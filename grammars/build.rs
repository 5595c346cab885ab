//! Build script that compiles every grammar under `defs/` into a parser module.
//!
//! Each `defs/<name>.json` file holds a serialized [`peggen::Grammar`]. It is
//! compiled with `module_name = <name>` and written to `$OUT_DIR/<name>.rs`;
//! `$OUT_DIR/grammars.rs` then includes all of them so `src/lib.rs` exposes
//! one `pub mod <name>` per grammar. Diagnostics from the compiler surface as
//! cargo warnings.

use std::env;
use std::fs;
use std::path::{Path, PathBuf};

use peggen::{compile, CodegenConfig, Grammar};

fn main() {
    let defs_dir = Path::new("defs");
    let out_dir = PathBuf::from(env::var("OUT_DIR").expect("OUT_DIR is set by cargo"));

    let mut defs: Vec<PathBuf> = fs::read_dir(defs_dir)
        .expect("Failed to read defs directory")
        .map(|entry| entry.expect("Failed to read defs entry").path())
        .filter(|path| path.extension().is_some_and(|ext| ext == "json"))
        .collect();
    defs.sort();

    let mut index = String::new();
    for path in &defs {
        let stem = path
            .file_stem()
            .and_then(|stem| stem.to_str())
            .expect("grammar file names must be UTF-8");
        let code = compile_grammar(path, stem);

        let target = out_dir.join(format!("{stem}.rs"));
        fs::write(&target, code).unwrap_or_else(|e| panic!("Failed to write {}: {e}", target.display()));
        index.push_str(&format!("include!(concat!(env!(\"OUT_DIR\"), \"/{stem}.rs\"));\n"));

        println!("cargo:rerun-if-changed={}", path.display());
    }

    fs::write(out_dir.join("grammars.rs"), index).expect("Failed to write grammars.rs");
    println!("cargo:rerun-if-changed={}", defs_dir.display());
    println!("cargo:rerun-if-changed=build.rs");
}

fn compile_grammar(path: &Path, module: &str) -> String {
    let source = fs::read_to_string(path).unwrap_or_else(|e| panic!("Failed to read {}: {e}", path.display()));
    let grammar: Grammar =
        serde_json::from_str(&source).unwrap_or_else(|e| panic!("Invalid grammar in {}: {e}", path.display()));

    let config = CodegenConfig::default().with_module_name(module);
    let result = compile(&grammar, &config).unwrap_or_else(|e| panic!("Failed to compile {}: {e}", path.display()));
    for diagnostic in result.diagnostics() {
        println!("cargo:warning={}: {diagnostic}", path.display());
    }
    result.into_code()
}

________________________

Scan the records above. Return every line with "expect" in it.

    let out_dir = PathBuf::from(env::var("OUT_DIR").expect("OUT_DIR is set by cargo"));
        .expect("Failed to read defs directory")
        .map(|entry| entry.expect("Failed to read defs entry").path())
            .expect("grammar file names must be UTF-8");
    fs::write(out_dir.join("grammars.rs"), index).expect("Failed to write grammars.rs");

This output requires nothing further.